俳優の良さを引き出すどころか、想像力を奪い窮屈なことをしていますよね。
演出家がやってみせてはいけない理由はこちらの「監督や演出家の指示に俳優が対処するための考え方」を確認してください。
メソッドアクティングの演技トレーニングの中で

私は、演出としてもそうですが、俳優としても、心理学や行動心理学を勉強し、人間の行動やその動機、深層心理について色々と発見しました。
子どもの頃の体験やトラウマが、あらゆる行動に影響を与えていること。
それを本人は無自覚である場合が多いこと。
鬱が起こるその深層心理。
そこでメソッドアクティングと出会い、人間の可能性を引き出すこと、無意識を自然に放出していくこと、それらが全て繋がっていったのです。
目から鱗でした。
そして、海外のメソッドアクターたちの名演技の理由が見えてきたのです。
アクティングコーチとして私がレッスンした場合、実践との結びつきも伝えたりしますが、それらが言語化できるのは、そういった心理学の学びのおかげでもあり、且つ俳優として演技トレーニングでうごめいた自分の心理体験と行動体験があるからです。
メソッドアクティングを体験したことがない、ほとんど素人の人でも、飛躍的に名演技を引き出すことが可能なのです。
それは一過性に過ぎませんが、演出家としては可能です。
時折、本人も驚き、周りも驚きます。
しかし、それを体験すると、リアリズムの演技に必要な要素がうっすら見えてきて、演技トレーニングが実践に繋がっていくことも多く、先にゴールを体験させることで言語化していくことを私は時に実行します。
私が言語化できるのは俳優目線に立てるから

さて、演出家としての話が長くなってきまいたが・・・演技講師、アクティングコーチに話を戻します。
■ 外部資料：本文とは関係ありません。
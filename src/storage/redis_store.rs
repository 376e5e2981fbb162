use anyhow::{Context, Result};
use async_trait::async_trait;
use redis::{aio::MultiplexedConnection, Client, Script};
use std::collections::HashMap;
use std::time::Duration;
use tracing::{debug, info};

use super::{KvStore, StoreError, WindowAdmission};
use crate::cli::config::StoreSettings;

/// Prune, count and conditionally insert in one server-side step so that
/// concurrent callers can never push a window past `max`.
const SLIDING_WINDOW_SCRIPT: &str = r#"
local key = KEYS[1]
local now = ARGV[1]
local lower_bound = ARGV[2]
local ttl = tonumber(ARGV[3])
local max = tonumber(ARGV[4])
local member = ARGV[5]

redis.call('ZREMRANGEBYSCORE', key, '-inf', lower_bound)
local count = redis.call('ZCARD', key)
local allowed = 0
if count < max then
    redis.call('ZADD', key, now, member)
    redis.call('EXPIRE', key, ttl)
    allowed = 1
end

local oldest = redis.call('ZRANGE', key, 0, 0, 'WITHSCORES')
local oldest_score = ''
if #oldest > 0 then
    oldest_score = oldest[2]
end

return {allowed, count, oldest_score}
"#;

/// Scores travel as strings with microsecond digits; Lua number formatting
/// would round them to 14 significant digits
fn score(value: f64) -> String {
    format!("{:.6}", value)
}

/// Exclusive range bound: only entries scored strictly below `min` are pruned
fn exclusive_bound(min: f64) -> String {
    format!("({}", score(min))
}

/// Redis-backed store
pub struct RedisStore {
    /// Multiplexed connection; cloned per call so no lock spans a round-trip
    conn: MultiplexedConnection,

    /// Sliding-window admission script
    window_script: Script,
}

impl RedisStore {
    /// Connect to Redis
    pub async fn new(settings: &StoreSettings) -> Result<Self> {
        let client = Client::open(settings.redis_url.clone())
            .context(format!("Failed to connect to Redis at {}", settings.redis_url))?;

        let conn = client
            .get_multiplexed_async_connection()
            .await
            .context("Failed to get Redis connection")?;

        let store = Self {
            conn,
            window_script: Script::new(SLIDING_WINDOW_SCRIPT),
        };

        store
            .ping()
            .await
            .context(format!("Redis at {} did not answer PING", settings.redis_url))?;

        info!("Connected to Redis at {}", settings.redis_url);

        Ok(store)
    }

    fn conn(&self) -> MultiplexedConnection {
        self.conn.clone()
    }
}

#[async_trait]
impl KvStore for RedisStore {
    async fn ping(&self) -> Result<(), StoreError> {
        let mut conn = self.conn();
        redis::cmd("PING").query_async::<_, String>(&mut conn).await?;
        Ok(())
    }

    async fn sliding_window_admit(
        &self,
        key: &str,
        now: f64,
        window: Duration,
        max: u64,
        member: &str,
    ) -> Result<WindowAdmission, StoreError> {
        let mut conn = self.conn();
        let window_secs = window.as_secs().max(1);

        let (allowed, count, oldest): (i64, i64, String) = self
            .window_script
            .key(key)
            .arg(score(now))
            .arg(exclusive_bound(now - window_secs as f64))
            .arg(window_secs)
            .arg(max)
            .arg(member)
            .invoke_async(&mut conn)
            .await?;

        let oldest = if oldest.is_empty() {
            None
        } else {
            Some(oldest.parse::<f64>().map_err(|e| {
                StoreError::Backend(format!("invalid score '{}' in {}: {}", oldest, key, e))
            })?)
        };

        debug!("Window {} holds {} entries (allowed: {})", key, count, allowed == 1);

        Ok(WindowAdmission {
            allowed: allowed == 1,
            count: count.max(0) as u64,
            oldest,
        })
    }

    async fn window_scores(&self, key: &str, min_score: f64) -> Result<Vec<f64>, StoreError> {
        let mut conn = self.conn();

        let (_, entries): (i64, Vec<(String, f64)>) = redis::pipe()
            .atomic()
            .cmd("ZREMRANGEBYSCORE")
            .arg(key)
            .arg("-inf")
            .arg(exclusive_bound(min_score))
            .cmd("ZRANGE")
            .arg(key)
            .arg(0)
            .arg(-1)
            .arg("WITHSCORES")
            .query_async(&mut conn)
            .await?;

        Ok(entries.into_iter().map(|(_, score)| score).collect())
    }

    async fn get_with_ttl(&self, key: &str) -> Result<Option<(String, i64)>, StoreError> {
        let mut conn = self.conn();

        let (value, ttl): (Option<String>, i64) = redis::pipe()
            .atomic()
            .cmd("GET")
            .arg(key)
            .cmd("TTL")
            .arg(key)
            .query_async(&mut conn)
            .await?;

        Ok(value.map(|value| (value, ttl)))
    }

    async fn set_with_ttl(&self, key: &str, value: &str, ttl: Duration) -> Result<(), StoreError> {
        let mut conn = self.conn();

        redis::cmd("SETEX")
            .arg(key)
            .arg(ttl.as_secs().max(1))
            .arg(value)
            .query_async::<_, ()>(&mut conn)
            .await?;

        Ok(())
    }

    async fn delete(&self, keys: &[String]) -> Result<u64, StoreError> {
        if keys.is_empty() {
            return Ok(0);
        }

        let mut conn = self.conn();
        let deleted: u64 = redis::cmd("DEL").arg(keys).query_async(&mut conn).await?;

        Ok(deleted)
    }

    async fn exists(&self, key: &str) -> Result<bool, StoreError> {
        let mut conn = self.conn();
        let exists: bool = redis::cmd("EXISTS").arg(key).query_async(&mut conn).await?;
        Ok(exists)
    }

    async fn ttl(&self, key: &str) -> Result<Option<i64>, StoreError> {
        let mut conn = self.conn();
        let ttl: i64 = redis::cmd("TTL").arg(key).query_async(&mut conn).await?;

        // -2: no such key
        Ok(if ttl == -2 { None } else { Some(ttl) })
    }

    async fn keys_with_prefix(&self, prefix: &str) -> Result<Vec<String>, StoreError> {
        let mut conn = self.conn();
        let pattern = format!("{}*", prefix);

        let mut keys = Vec::new();
        let mut cursor: u64 = 0;
        loop {
            let (next, batch): (u64, Vec<String>) = redis::cmd("SCAN")
                .arg(cursor)
                .arg("MATCH")
                .arg(&pattern)
                .arg("COUNT")
                .arg(200)
                .query_async(&mut conn)
                .await?;

            keys.extend(batch);
            if next == 0 {
                break;
            }
            cursor = next;
        }

        Ok(keys)
    }

    async fn incr_field(&self, key: &str, field: &str, by: i64) -> Result<i64, StoreError> {
        let mut conn = self.conn();
        let value: i64 = redis::cmd("HINCRBY")
            .arg(key)
            .arg(field)
            .arg(by)
            .query_async(&mut conn)
            .await?;
        Ok(value)
    }

    async fn get_fields(&self, key: &str) -> Result<HashMap<String, i64>, StoreError> {
        let mut conn = self.conn();
        let fields: HashMap<String, i64> = redis::cmd("HGETALL")
            .arg(key)
            .query_async(&mut conn)
            .await?;
        Ok(fields)
    }
}

#[cfg(test)]
mod tests {
    use super::*;

    #[test]
    fn test_scores_keep_microseconds() {
        assert_eq!(score(1_700_000_010.000049), "1700000010.000049");
        assert_eq!(exclusive_bound(1_700_000_000.5), "(1700000000.500000");
    }

    async fn live_store() -> RedisStore {
        let redis_url = std::env::var("REDIS_URL").unwrap_or_else(|_| "redis://127.0.0.1:6379".to_string());
        RedisStore::new(&StoreSettings {
            store_type: "redis".to_string(),
            redis_url,
        })
        .await
        .unwrap()
    }

    #[tokio::test]
    #[ignore = "needs a running Redis server"]
    async fn test_sliding_window_script() {
        let store = live_store().await;
        let key = format!("pagegate-test:rate_limit:{}", uuid::Uuid::new_v4());
        let window = Duration::from_secs(10);
        let start = 1_700_000_000.0;

        let first = store
            .sliding_window_admit(&key, start + 0.000040, window, 1, "a")
            .await
            .unwrap();
        assert!(first.allowed);
        assert_eq!(first.count, 0);

        let denied = store
            .sliding_window_admit(&key, start + 5.0, window, 1, "b")
            .await
            .unwrap();
        assert!(!denied.allowed);
        assert_eq!(denied.count, 1);
        let oldest = denied.oldest.unwrap();
        assert!((oldest - (start + 0.000040)).abs() < 1e-6);

        // 9 microseconds past the first entry's expiry
        let later = store
            .sliding_window_admit(&key, start + 10.000049, window, 1, "c")
            .await
            .unwrap();
        assert!(later.allowed);
        assert_eq!(later.count, 0);

        let scores = store.window_scores(&key, start).await.unwrap();
        assert_eq!(scores.len(), 1);
        assert!(store.ttl(&key).await.unwrap().unwrap() > 0);

        assert_eq!(store.delete(&[key]).await.unwrap(), 1);
    }

    #[tokio::test]
    #[ignore = "needs a running Redis server"]
    async fn test_get_with_ttl_and_counters() {
        let store = live_store().await;
        let prefix = format!("pagegate-test:{}", uuid::Uuid::new_v4());
        let key = format!("{}:cache:basic:abc", prefix);

        assert!(store.get_with_ttl(&key).await.unwrap().is_none());
        store
            .set_with_ttl(&key, "{\"ok\":true}", Duration::from_secs(30))
            .await
            .unwrap();

        let (value, ttl) = store.get_with_ttl(&key).await.unwrap().unwrap();
        assert_eq!(value, "{\"ok\":true}");
        assert!(ttl > 0 && ttl <= 30);
        assert!(store.exists(&key).await.unwrap());
        assert_eq!(store.keys_with_prefix(&format!("{}:cache:", prefix)).await.unwrap(), vec![key.clone()]);

        let stats = format!("{}:stats", prefix);
        store.incr_field(&stats, "hits", 1).await.unwrap();
        assert_eq!(store.incr_field(&stats, "hits", 2).await.unwrap(), 3);
        assert_eq!(store.get_fields(&stats).await.unwrap()["hits"], 3);

        assert_eq!(store.delete(&[key, stats]).await.unwrap(), 2);
    }
}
私が思うに、講師は俳優が自ら必要な要素を準備して監督や演出家に対応していく力を持たせていくことがひとつ仕事です。
メソッドアクティングは、基礎も実践もみっちりの反復です。
時に演技トレーニングのための演技トレーニングが存在し、それらを実践に生かせていない人をみます。
理論的には分かっても、体験できない人もいます。
よく分かっていない人もいます。
シーンの中に入る前、、入った時、準備と演技トレーニングの実態が分かれてしまっているが原因でもあります。
演技トレーニングの体験と発見を繰り返していく感動で終わってしまっている。
実践に生かすことは俳優に託されている、といった状況かもしれません。
俳優が演技トレーニングを実践に繋げれないのは、演技講師・アクティングコーチの責任ではないかとも思ったり。
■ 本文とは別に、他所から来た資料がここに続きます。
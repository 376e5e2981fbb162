use std::io::{ErrorKind, Read};
use tokio::io::{AsyncRead, AsyncReadExt, AsyncWrite, AsyncWriteExt};
use tracing::{debug, error};

use super::{Message, ProtocolError};

/// Size of the big-endian length prefix
pub const HEADER_SIZE: usize = 4;

/// Largest payload accepted in either direction (10 MiB)
pub const MAX_MESSAGE_SIZE: usize = 10 * 1024 * 1024;

/// Encode a message into a complete frame
pub fn encode(message: &Message) -> Result<Vec<u8>, ProtocolError> {
    message.validate()?;

    let payload = serde_json::to_vec(message)?;
    if payload.len() > MAX_MESSAGE_SIZE {
        error!("Refusing to encode {} message of {} bytes", message.kind(), payload.len());
        return Err(ProtocolError::MessageTooLarge {
            size: payload.len(),
            max: MAX_MESSAGE_SIZE,
        });
    }

    let mut frame = Vec::with_capacity(HEADER_SIZE + payload.len());
    frame.extend_from_slice(&(payload.len() as u32).to_be_bytes());
    frame.extend_from_slice(&payload);

    Ok(frame)
}

/// Decode one message from a blocking reader.
///
/// Returns `Ok(None)` when the stream ends before the first header byte.
pub fn decode<R: Read>(reader: &mut R) -> Result<Option<Message>, ProtocolError> {
    let mut header = [0u8; HEADER_SIZE];
    match fill(reader, &mut header)? {
        0 => return Ok(None),
        n if n < HEADER_SIZE => return Err(closed(n, HEADER_SIZE)),
        _ => {}
    }

    let length = payload_length(header)?;
    let mut payload = vec![0u8; length];
    let received = fill(reader, &mut payload)?;
    if received < length {
        return Err(closed(received, length));
    }

    parse_payload(&payload).map(Some)
}

/// Decode one message from an async reader.
///
/// Suspends until the full frame has arrived or the peer closes. Returns
/// `Ok(None)` on a clean close before the first header byte.
pub async fn read_message<R>(reader: &mut R) -> Result<Option<Message>, ProtocolError>
where
    R: AsyncRead + Unpin,
{
    let mut header = [0u8; HEADER_SIZE];
    match fill_async(reader, &mut header).await? {
        0 => return Ok(None),
        n if n < HEADER_SIZE => return Err(closed(n, HEADER_SIZE)),
        _ => {}
    }

    let length = payload_length(header)?;
    let mut frame = vec![0u8; HEADER_SIZE + length];
    frame[..HEADER_SIZE].copy_from_slice(&header);
    let received = fill_async(reader, &mut frame[HEADER_SIZE..]).await?;
    if received < length {
        return Err(closed(received, length));
    }

    // Whole frame buffered; the blocking decoder cannot stall on it
    decode(&mut frame.as_slice())
}

/// Encode and write one message, flushing the writer
pub async fn write_message<W>(writer: &mut W, message: &Message) -> Result<(), ProtocolError>
where
    W: AsyncWrite + Unpin,
{
    let frame = encode(message)?;
    writer.write_all(&frame).await?;
    writer.flush().await?;

    debug!("Sent {} message ({} bytes)", message.kind(), frame.len());

    Ok(())
}

/// Length announced by a header, rejected before anything is allocated
fn payload_length(header: [u8; HEADER_SIZE]) -> Result<usize, ProtocolError> {
    let length = u32::from_be_bytes(header) as usize;
    if length > MAX_MESSAGE_SIZE {
        return Err(ProtocolError::MessageTooLarge {
            size: length,
            max: MAX_MESSAGE_SIZE,
        });
    }
    Ok(length)
}

fn parse_payload(payload: &[u8]) -> Result<Message, ProtocolError> {
    let value: serde_json::Value = serde_json::from_slice(payload)?;
    Message::from_value(value)
}

fn closed(received: usize, expected: usize) -> ProtocolError {
    ProtocolError::ConnectionClosed { received, expected }
}

/// Read until `buf` is full or EOF, returning the number of bytes read
fn fill<R: Read>(reader: &mut R, buf: &mut [u8]) -> Result<usize, ProtocolError> {
    let mut filled = 0;
    while filled < buf.len() {
        match reader.read(&mut buf[filled..]) {
            Ok(0) => break,
            Ok(n) => filled += n,
            Err(e) if e.kind() == ErrorKind::Interrupted => continue,
            Err(e) => return Err(e.into()),
        }
    }
    Ok(filled)
}

async fn fill_async<R>(reader: &mut R, buf: &mut [u8]) -> Result<usize, ProtocolError>
where
    R: AsyncRead + Unpin,
{
    let mut filled = 0;
    while filled < buf.len() {
        match reader.read(&mut buf[filled..]).await {
            Ok(0) => break,
            Ok(n) => filled += n,
            Err(e) if e.kind() == ErrorKind::Interrupted => continue,
            Err(e) => return Err(e.into()),
        }
    }
    Ok(filled)
}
実践にどう繋がるのか、実体験で言葉と行動で(トータルして言語化)引きだせる人が思ったより少ないかもしれない。
まとめ

今回、何が1番言いたかったかというと、あなたが演技を理解できないのは演技講師・アクティングコーチが原因の場合があります、ということ。
講師そのものも教えられたようにしか教えることができなかったり。
人ですから、もちろんそうなりやすい。
しかしながら、ご自身が講師に教えられたように頑張って伝えようとした場合、なかなか伝わらないことがあるのではないでしょうか。
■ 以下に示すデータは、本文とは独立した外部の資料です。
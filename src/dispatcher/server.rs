use anyhow::{Context, Result};
use serde_json::{Map, Value};
use std::future::Future;
use std::sync::Arc;
use std::time::{Duration, Instant};
use tokio::io::{AsyncRead, AsyncWrite, AsyncWriteExt};
use tokio::net::TcpListener;
use tokio::task::JoinSet;
use tokio::time::timeout;
use tracing::{debug, error, info, warn};

use super::pool::WorkerPool;
use crate::executor::{TaskError, TaskInput};
use crate::protocol::{read_message, write_message, Message, ProtocolError, TaskType};

/// Routes validated requests to the worker pool
pub struct Dispatcher {
    pool: Arc<WorkerPool>,
    task_timeout: Duration,
    read_timeout: Duration,
    shutdown_grace: Duration,
}

fn elapsed_ms(started: Instant) -> Value {
    Value::from(started.elapsed().as_millis() as u64)
}

impl Dispatcher {
    pub fn new(pool: Arc<WorkerPool>, task_timeout: Duration) -> Self {
        Self {
            pool,
            task_timeout,
            read_timeout: Duration::from_secs(30),
            shutdown_grace: Duration::from_secs(90),
        }
    }

    /// Deadline for a peer to deliver its whole request
    pub fn with_read_timeout(mut self, read_timeout: Duration) -> Self {
        self.read_timeout = read_timeout;
        self
    }

    /// How long shutdown waits for in-flight connections
    pub fn with_shutdown_grace(mut self, shutdown_grace: Duration) -> Self {
        self.shutdown_grace = shutdown_grace;
        self
    }

    pub fn pool(&self) -> &Arc<WorkerPool> {
        &self.pool
    }

    /// Produce the single reply for one inbound message
    pub async fn handle(&self, message: Message) -> Message {
        match message {
            Message::Request {
                task_type,
                url,
                params,
                ..
            } => {
                let input = TaskInput::new(url, params);
                if task_type.is_composite() {
                    self.run_all(input).await
                } else {
                    self.run_single(task_type, input).await
                }
            }
            Message::Ping { .. } => Message::pong(self.pool.describe()),
            other => Message::error(format!("Unexpected {} message", other.kind()), None),
        }
    }

    async fn run_single(&self, task: TaskType, input: TaskInput) -> Message {
        let started = Instant::now();
        let url = input.url.clone();

        match self.pool.run(task, input, self.task_timeout).await {
            Ok(result) => {
                info!("{} task for {} done in {:?}", task, url, started.elapsed());
                let mut metadata = Map::new();
                metadata.insert("elapsed_ms".to_string(), elapsed_ms(started));
                Message::response(task, result, metadata)
            }
            Err(e) => {
                error!("{} task for {} failed: {}", task, url, e);
                Message::error(e.to_string(), Some(task))
            }
        }
    }

    /// Fan out every concrete task; any failure fails the whole batch
    async fn run_all(&self, input: TaskInput) -> Message {
        let started = Instant::now();
        info!("Running all tasks for {}", input.url);

        let mut jobs = JoinSet::new();
        for task in TaskType::CONCRETE {
            let pool = self.pool.clone();
            let input = input.clone();
            let task_timeout = self.task_timeout;
            jobs.spawn(async move { (task, pool.run(task, input, task_timeout).await) });
        }

        let mut merged = Map::new();
        while let Some(joined) = jobs.join_next().await {
            let failure = match joined {
                Ok((task, Ok(result))) => {
                    debug!("{} sub-task for {} finished", task, input.url);
                    merged.insert(task.as_str().to_string(), result);
                    continue;
                }
                Ok((task, Err(e))) => (Some(task), e),
                Err(e) => (None, TaskError::Pool(e.to_string())),
            };

            // Remaining sub-tasks are abandoned rather than reported partially
            jobs.abort_all();

            let (task, e) = failure;
            error!("All-tasks run for {} failed: {}", input.url, e);

            let mut message = Message::error(e.to_string(), Some(TaskType::All));
            if let Message::Error { details, .. } = &mut message {
                if let Some(task) = task {
                    details.insert("failed_task".to_string(), Value::from(task.as_str()));
                }
                details.insert("elapsed_ms".to_string(), elapsed_ms(started));
            }
            return message;
        }

        let mut metadata = Map::new();
        metadata.insert("elapsed_ms".to_string(), elapsed_ms(started));
        metadata.insert(
            "tasks".to_string(),
            Value::from(
                TaskType::CONCRETE
                    .iter()
                    .map(|task| task.as_str())
                    .collect::<Vec<_>>(),
            ),
        );

        info!("All tasks for {} done in {:?}", input.url, started.elapsed());
        Message::response(TaskType::All, Value::Object(merged), metadata)
    }

    /// Serve one connection: read one message, reply once, close.
    ///
    /// Protocol and validation failures are answered with an `Error` instead
    /// of dropping the connection. A peer that has not delivered its request
    /// within the read timeout is disconnected without a reply.
    pub async fn serve_connection<S>(&self, mut stream: S) -> Result<(), ProtocolError>
    where
        S: AsyncRead + AsyncWrite + Unpin,
    {
        let read = match timeout(self.read_timeout, read_message(&mut stream)).await {
            Ok(read) => read,
            Err(_) => {
                warn!("No request received within {:?}; closing connection", self.read_timeout);
                return Ok(());
            }
        };

        let reply = match read {
            Ok(Some(message)) => {
                debug!("Received {} message", message.kind());
                self.handle(message).await
            }
            Ok(None) => {
                debug!("Peer closed before sending a message");
                return Ok(());
            }
            Err(e) => {
                warn!("Rejecting message: {}", e);
                Message::error(format!("Invalid message: {}", e), None)
            }
        };

        let task_type = match &reply {
            Message::Response { task_type, .. } => Some(*task_type),
            _ => None,
        };

        match write_message(&mut stream, &reply).await {
            Err(ProtocolError::MessageTooLarge { size, max }) => {
                let fallback = Message::error(
                    format!("Result of {} bytes exceeds the {} byte limit", size, max),
                    task_type,
                );
                write_message(&mut stream, &fallback).await?;
            }
            other => other?,
        }

        stream.shutdown().await?;
        Ok(())
    }
}

/// Accept connections until `shutdown` resolves, then wait for in-flight
/// handlers to finish
pub async fn run_server<F>(dispatcher: Arc<Dispatcher>, listener: TcpListener, shutdown: F) -> Result<()>
where
    F: Future<Output = ()>,
{
    let local = listener.local_addr().context("Failed to read listener address")?;
    info!(
        "Dispatcher listening on {} ({} slots, {:?} workers)",
        local,
        dispatcher.pool().size(),
        dispatcher.pool().mode()
    );

    let mut handlers = JoinSet::new();
    tokio::pin!(shutdown);

    loop {
        tokio::select! {
            _ = &mut shutdown => {
                info!("Shutdown requested; no longer accepting connections");
                break;
            }
            accepted = listener.accept() => {
                let (stream, peer) = match accepted {
                    Ok(accepted) => accepted,
                    Err(e) => {
                        error!("Failed to accept connection: {}", e);
                        continue;
                    }
                };

                debug!("New connection from {}", peer);
                let dispatcher = dispatcher.clone();
                handlers.spawn(async move {
                    if let Err(e) = dispatcher.serve_connection(stream).await {
                        warn!("Connection from {} ended with error: {}", peer, e);
                    }
                });
            }
            Some(_) = handlers.join_next(), if !handlers.is_empty() => {}
        }
    }

    if !handlers.is_empty() {
        info!("Waiting for {} in-flight connections", handlers.len());
    }
    let grace = dispatcher.shutdown_grace;
    let drained = timeout(grace, async { while handlers.join_next().await.is_some() {} }).await;
    if drained.is_err() {
        warn!(
            "Aborting {} connections still open after {:?}",
            handlers.len(),
            grace
        );
        handlers.shutdown().await;
    }

    dispatcher.pool().shutdown().await;
    Ok(())
}
//! Task executors: the analyses the dispatcher runs against a fetched page.

pub mod images;
pub mod performance;
pub mod screenshot;
pub mod seo;
pub mod technologies;

use async_trait::async_trait;
use serde::{Deserialize, Serialize};
use serde_json::{Map, Value};
use std::collections::HashMap;
use thiserror::Error;
use tracing::debug;

use crate::cli::config::ExecutorSettings;
use crate::protocol::TaskType;

/// Failure of a single job
#[derive(Debug, Error)]
pub enum TaskError {
    #[error("{task} task failed: {message}")]
    Execution { task: TaskType, message: String },

    #[error("{task} task timed out after {secs}s")]
    Timeout { task: TaskType, secs: u64 },

    #[error("worker running {task} task crashed: {message}")]
    WorkerCrashed { task: TaskType, message: String },

    #[error("worker pool error: {0}")]
    Pool(String),

    #[error("{0} is not a single task")]
    Unsupported(TaskType),
}

impl TaskError {
    pub fn execution(task: TaskType, message: impl Into<String>) -> Self {
        TaskError::Execution {
            task,
            message: message.into(),
        }
    }
}

/// Everything a job receives; crosses process boundaries by value
#[derive(Debug, Clone, PartialEq, Serialize, Deserialize)]
pub struct TaskInput {
    pub url: String,
    #[serde(default)]
    pub params: Map<String, Value>,
}

impl TaskInput {
    pub fn new(url: impl Into<String>, params: Map<String, Value>) -> Self {
        Self {
            url: url.into(),
            params,
        }
    }

    /// Page markup sent by the gateway
    pub fn html(&self, task: TaskType) -> Result<&str, TaskError> {
        self.params
            .get("html")
            .and_then(Value::as_str)
            .ok_or_else(|| TaskError::execution(task, "missing 'html' parameter"))
    }

    /// Response headers of the page, with lowercase names
    pub fn headers(&self) -> HashMap<String, String> {
        self.params
            .get("headers")
            .and_then(Value::as_object)
            .map(|headers| {
                headers
                    .iter()
                    .filter_map(|(name, value)| {
                        value.as_str().map(|v| (name.to_ascii_lowercase(), v.to_string()))
                    })
                    .collect()
            })
            .unwrap_or_default()
    }
}

/// Runs one concrete analysis.
///
/// Implementations must be side-effect free from the caller's point of view
/// and safe to run in a separate process.
#[cfg_attr(test, mockall::automock)]
#[async_trait]
pub trait TaskExecutor: Send + Sync {
    async fn execute(&self, task: TaskType, input: &TaskInput) -> Result<Value, TaskError>;
}

/// Default executor backed by the analyzers in this module
pub struct PageAnalyzer {
    settings: ExecutorSettings,
}

impl PageAnalyzer {
    pub fn new(settings: ExecutorSettings) -> Self {
        Self { settings }
    }
}

fn to_result<T: Serialize>(task: TaskType, report: T) -> Result<Value, TaskError> {
    serde_json::to_value(report).map_err(|e| TaskError::execution(task, e.to_string()))
}

#[async_trait]
impl TaskExecutor for PageAnalyzer {
    async fn execute(&self, task: TaskType, input: &TaskInput) -> Result<Value, TaskError> {
        debug!("Running {} task for {}", task, input.url);

        match task {
            TaskType::Seo => to_result(task, seo::analyze(input.html(task)?, &input.url)),
            TaskType::Technologies => to_result(
                task,
                technologies::detect(input.html(task)?, &input.headers()),
            ),
            TaskType::Images => to_result(
                task,
                images::inventory(input.html(task)?, &input.url, self.settings.max_images),
            ),
            TaskType::Performance => {
                to_result(task, performance::measure(input.html(task)?, &input.headers()))
            }
            TaskType::Screenshot => {
                let shot = screenshot::capture(&self.settings, &input.url).await?;
                to_result(task, shot)
            }
            TaskType::All => Err(TaskError::Unsupported(task)),
        }
    }
}

#[cfg(test)]
mod tests {
    use super::*;
    use serde_json::json;

    fn input_with(params: Value) -> TaskInput {
        let params = params.as_object().cloned().unwrap_or_default();
        TaskInput::new("https://example.com/", params)
    }

    #[test]
    fn test_input_accessors() {
        let input = input_with(json!({
            "html": "<html></html>",
            "headers": {"Server": "nginx", "X-Count": 3}
        }));

        assert_eq!(input.html(TaskType::Seo).unwrap(), "<html></html>");
        let headers = input.headers();
        assert_eq!(headers.get("server").map(String::as_str), Some("nginx"));
        assert!(!headers.contains_key("x-count"));
    }

    #[tokio::test]
    async fn test_missing_html_is_an_error() {
        let analyzer = PageAnalyzer::new(ExecutorSettings::default());
        let input = input_with(json!({}));

        for task in [TaskType::Seo, TaskType::Technologies, TaskType::Images, TaskType::Performance] {
            let err = analyzer.execute(task, &input).await.unwrap_err();
            assert!(matches!(err, TaskError::Execution { task: t, .. } if t == task));
        }
    }

    #[tokio::test]
    async fn test_composite_is_not_executable() {
        let analyzer = PageAnalyzer::new(ExecutorSettings::default());
        let err = analyzer
            .execute(TaskType::All, &input_with(json!({"html": ""})))
            .await
            .unwrap_err();
        assert!(matches!(err, TaskError::Unsupported(TaskType::All)));
    }

    #[tokio::test]
    async fn test_seo_runs_through_analyzer() {
        let analyzer = PageAnalyzer::new(ExecutorSettings::default());
        let input = input_with(json!({"html": "<html><head><title>Example</title></head></html>"}));

        let result = analyzer.execute(TaskType::Seo, &input).await.unwrap();
        assert_eq!(result["title"]["text"], "Example");
        assert!(result["score"].is_number());
    }
}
それは人によって知識も体験度合いも、演技へのモチベーションも、人格も性格も全然違うからです。
あなたが分かったと思ったように、隣の人も分かるわけではないのです。
ある講師は「どうして分からないのかが分からない」と思っているかもしれません。
それって講師が人間理解の旅から降りようとしていることになります。
あなたという人間を理解しようとしながら、演技トレーニングから出てくる色合いを実践に生かせるようにトレーニングしていく。
そして、役を生きるサポートをしていく。
それらがアクティングコーチ、演技講師の役目ではないかと考えています。
一人一人違うからこそ、言語化する能力が必要なのです。
そこに私の需要も大きくあるのだと感じています。